- [Task description]
Check every line of the data below for the string "PathBuf", and copy the ones that hold it.

- [Source data]

//! Configuration module for rtplot-rs
//!
//! [`AppConfig`] gathers every tunable of the data plane. It is persisted as
//! TOML; every section and field has a default, so a partial file is valid.
//!
//! # Location
//!
//! Unless a path is given explicitly, the file lives in the platform config
//! directory under [`APP_ID`]:
//!
//! - **Linux**: `~/.config/rtplot-rs/config.toml`
//! - **macOS**: `~/Library/Application Support/rtplot-rs/config.toml`
//! - **Windows**: `%APPDATA%\rtplot-rs\config.toml`
//!
//! # Example
//!
//! ```toml
//! [stream]
//! capacity = 50000
//! style = "ggplot"
//! dtype = "float32"
//!
//! [reconnect]
//! max_attempts = 10
//! ```

use crate::error::{Result, RtPlotError};
use crate::protocol::{Dtype, HandshakeRecord, MAX_CAPACITY};
use serde::{Deserialize, Serialize};
use std::path::{Path, PathBuf};
use std::time::Duration;

/// Application identifier for config directories
pub const APP_ID: &str = "rtplot-rs";

/// Config filename
pub const CONFIG_FILE: &str = "config.toml";

/// Default rolling window size, in samples
pub const DEFAULT_CAPACITY: usize = 300_000;

/// Default plot style label
pub const DEFAULT_STYLE: &str = "ggplot";

/// Get the default config file path
pub fn default_config_path() -> Option<PathBuf> {
    dirs_next::config_dir().map(|p| p.join(APP_ID).join(CONFIG_FILE))
}

/// Top-level configuration
#[derive(Debug, Clone, Default, PartialEq, Serialize, Deserialize)]
#[serde(default)]
pub struct AppConfig {
    pub stream: StreamConfig,
    pub event_loop: EventLoopConfig,
    pub transport: TransportConfig,
    pub reconnect: ReconnectConfig,
    pub manager: ManagerConfig,
}

impl AppConfig {
    /// Load from an explicit path
    pub fn load(path: impl AsRef<Path>) -> Result<Self> {
        let path = path.as_ref();
        let content = std::fs::read_to_string(path).map_err(|e| {
            RtPlotError::Config(format!("Failed to read {}: {}", path.display(), e))
        })?;
        let config: Self = toml::from_str(&content).map_err(|e| {
            RtPlotError::Config(format!("Failed to parse {}: {}", path.display(), e))
        })?;
        config.validate()?;
        Ok(config)
    }

    /// Load from `path`, or from the default location when `None`.
    ///
    /// A missing default file yields the defaults. A missing explicit file is
    /// an error.
    pub fn load_or_default(path: Option<&Path>) -> Result<Self> {
        match path {
            Some(path) => Self::load(path),
            None => match default_config_path() {
                Some(path) if path.exists() => Self::load(path),
                _ => {
                    tracing::debug!("No config file found, using defaults");
                    Ok(Self::default())
                }
            },
        }
    }

    /// Save as TOML, creating parent directories
    pub fn save(&self, path: impl AsRef<Path>) -> Result<()> {
        let path = path.as_ref();
        if let Some(dir) = path.parent() {
            if !dir.as_os_str().is_empty() && !dir.exists() {
                std::fs::create_dir_all(dir).map_err(|e| {
                    RtPlotError::Config(format!("Failed to create config directory: {}", e))
                })?;
            }
        }
        let content = toml::to_string_pretty(self)
            .map_err(|e| RtPlotError::Config(format!("Failed to serialize config: {}", e)))?;
        std::fs::write(path, content)
            .map_err(|e| RtPlotError::Config(format!("Failed to write config: {}", e)))
    }

    /// Reject values the data plane cannot run with
    pub fn validate(&self) -> Result<()> {
        let fail = |msg: &str| Err(RtPlotError::Config(msg.to_string()));

        if self.stream.capacity == 0 {
            return fail("stream.capacity must be positive");
        }
        if self.stream.capacity > MAX_CAPACITY {
            return fail("stream.capacity exceeds the largest window a consumer accepts");
        }
        if self.stream.style.trim().is_empty() {
            return fail("stream.style must not be empty");
        }
        if self.stream.queue_capacity == 0 {
            return fail("stream.queue_capacity must be positive");
        }
        if self.event_loop.batch_size == 0 {
            return fail("event_loop.batch_size must be positive");
        }
        if self.event_loop.read_chunk_bytes == 0 || self.event_loop.max_reads_per_step == 0 {
            return fail("event_loop read limits must be positive");
        }
        if self.reconnect.max_attempts == 0 {
            return fail("reconnect.max_attempts must be positive");
        }
        if self.reconnect.initial_backoff_ms > self.reconnect.max_backoff_ms {
            return fail("reconnect.initial_backoff_ms exceeds reconnect.max_backoff_ms");
        }
        if self.transport.connect_timeout_ms == 0 || self.transport.handshake_timeout_ms == 0 {
            return fail("transport timeouts must be positive");
        }
        if self.manager.spawn_timeout_ms == 0 {
            return fail("manager.spawn_timeout_ms must be positive");
        }
        Ok(())
    }
}

/// What the producer announces in the handshake
#[derive(Debug, Clone, PartialEq, Serialize, Deserialize)]
#[serde(default)]
pub struct StreamConfig {
    /// Ring buffer capacity on the consumer
    pub capacity: usize,
    pub style: String,
    pub dtype: Dtype,
    /// Bound on messages queued by producer handles before `put_*` blocks
    pub queue_capacity: usize,
}

impl Default for StreamConfig {
    fn default() -> Self {
        Self {
            capacity: DEFAULT_CAPACITY,
            style: DEFAULT_STYLE.to_string(),
            dtype: Dtype::Float64,
            queue_capacity: 10_000,
        }
    }
}

impl StreamConfig {
    pub fn handshake_record(&self) -> HandshakeRecord {
        HandshakeRecord::new(self.capacity, self.style.clone(), self.dtype)
    }
}

#[derive(Debug, Clone, PartialEq, Serialize, Deserialize)]
#[serde(default)]
pub struct EventLoopConfig {
    /// Sleep while no worker is registered
    pub idle_interval_ms: u64,
    /// Sleep after a cycle in which no worker made progress
    pub poll_interval_ms: u64,
    /// Messages a producer step may flush
    pub batch_size: usize,
    /// Size of one socket read inside a pump step
    pub read_chunk_bytes: usize,
    /// Socket reads a pump step may make before yielding to the next worker
    pub max_reads_per_step: usize,
}

impl Default for EventLoopConfig {
    fn default() -> Self {
        Self {
            idle_interval_ms: 100,
            poll_interval_ms: 1,
            batch_size: 64,
            read_chunk_bytes: 64 * 1024,
            max_reads_per_step: 16,
        }
    }
}

impl EventLoopConfig {
    pub fn idle_interval(&self) -> Duration {
        Duration::from_millis(self.idle_interval_ms)
    }

    pub fn poll_interval(&self) -> Duration {
        Duration::from_millis(self.poll_interval_ms)
    }
}

#[derive(Debug, Clone, PartialEq, Serialize, Deserialize)]
#[serde(default)]
pub struct TransportConfig {
    pub connect_timeout_ms: u64,
    pub write_timeout_ms: u64,
    pub handshake_timeout_ms: u64,
}

impl Default for TransportConfig {
    fn default() -> Self {
        Self {
            connect_timeout_ms: 2000,
            write_timeout_ms: 5000,
            handshake_timeout_ms: 5000,
        }
    }
}

impl TransportConfig {
    pub fn connect_timeout(&self) -> Duration {
        Duration::from_millis(self.connect_timeout_ms)
    }

    pub fn write_timeout(&self) -> Duration {
        Duration::from_millis(self.write_timeout_ms)
    }

    pub fn handshake_timeout(&self) -> Duration {
        Duration::from_millis(self.handshake_timeout_ms)
    }
}

#[derive(Debug, Clone, PartialEq, Serialize, Deserialize)]
#[serde(default)]
pub struct ReconnectConfig {
    pub max_attempts: u32,
    pub initial_backoff_ms: u64,
    pub max_backoff_ms: u64,
}

impl Default for ReconnectConfig {
    fn default() -> Self {
        Self {
            max_attempts: 5,
            initial_backoff_ms: 50,
            max_backoff_ms: 2000,
        }
    }
}

#[derive(Debug, Clone, PartialEq, Serialize, Deserialize)]
#[serde(default)]
pub struct ManagerConfig {
    pub host: String,
    /// 0 binds an ephemeral port
    pub port: u16,
    /// How long a spawned consumer has to connect back
    pub spawn_timeout_ms: u64,
    pub accept_poll_ms: u64,
    /// Consumer executable; defaults to `rtplot-rs` next to the running binary
    pub consumer_program: Option<PathBuf>,
}

impl Default for ManagerConfig {
    fn default() -> Self {
        Self {
            host: "localhost".to_string(),
            port: 0,
            spawn_timeout_ms: 10_000,
            accept_poll_ms: 10,
            consumer_program: None,
        }
    }
}

impl ManagerConfig {
    pub fn spawn_timeout(&self) -> Duration {
        Duration::from_millis(self.spawn_timeout_ms)
    }

    pub fn accept_poll(&self) -> Duration {
        Duration::from_millis(self.accept_poll_ms)
    }
}

#[cfg(test)]
mod tests {
    use super::*;
    use tempfile::tempdir;

    #[test]
    fn test_defaults() {
        let config = AppConfig::default();
        assert_eq!(config.stream.capacity, 300_000);
        assert_eq!(config.stream.style, "ggplot");
        assert_eq!(config.stream.dtype, Dtype::Float64);
        assert_eq!(config.reconnect.max_attempts, 5);
        assert_eq!(config.manager.host, "localhost");
        assert!(config.validate().is_ok());
    }

    #[test]
    fn test_partial_toml_fills_defaults() {
        let config: AppConfig = toml::from_str(
            r#"
            [stream]
            capacity = 1000
            dtype = "float32"
            "#,
        )
        .unwrap();
        assert_eq!(config.stream.capacity, 1000);
        assert_eq!(config.stream.dtype, Dtype::Float32);
        assert_eq!(config.stream.style, "ggplot");
        assert_eq!(config.event_loop, EventLoopConfig::default());
    }

    #[test]
    fn test_save_and_load() {
        let dir = tempdir().unwrap();
        let path = dir.path().join("nested").join(CONFIG_FILE);

        let mut config = AppConfig::default();
        config.stream.capacity = 42;
        config.manager.consumer_program = Some(PathBuf::from("/usr/bin/rtplot-rs"));
        config.save(&path).unwrap();

        let loaded = AppConfig::load(&path).unwrap();
        assert_eq!(loaded, config);
        assert_eq!(AppConfig::load_or_default(Some(&path)).unwrap(), config);
    }

    #[test]
    fn test_validation_rejects_bad_values() {
        let mut config = AppConfig::default();
        config.stream.capacity = 0;
        assert!(matches!(config.validate(), Err(RtPlotError::Config(_))));

        let mut config = AppConfig::default();
        config.stream.capacity = MAX_CAPACITY + 1;
        assert!(config.validate().is_err());

        let mut config = AppConfig::default();
        config.reconnect.initial_backoff_ms = 5000;
        assert!(config.validate().is_err());

        let mut config = AppConfig::default();
        config.event_loop.batch_size = 0;
        assert!(config.validate().is_err());

        let mut config = AppConfig::default();
        config.event_loop.max_reads_per_step = 0;
        assert!(config.validate().is_err());
    }

    #[test]
    fn test_invalid_file_is_config_error() {
        let dir = tempdir().unwrap();
        let path = dir.path().join(CONFIG_FILE);
        std::fs::write(&path, "[stream]\ndtype = \"int8\"\n").unwrap();
        assert!(matches!(AppConfig::load(&path), Err(RtPlotError::Config(_))));
        assert!(AppConfig::load(dir.path().join("missing.toml")).is_err());
    }

    #[test]
    fn test_handshake_record_from_stream() {
        let record = StreamConfig::default().handshake_record();
        assert_eq!(record.capacity, DEFAULT_CAPACITY);
        assert_eq!(record.style, DEFAULT_STYLE);
    }
}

- [Written answer]
use std::path::{Path, PathBuf};
pub fn default_config_path() -> Option<PathBuf> {
    pub consumer_program: Option<PathBuf>,
        config.manager.consumer_program = Some(PathBuf::from("/usr/bin/rtplot-rs"));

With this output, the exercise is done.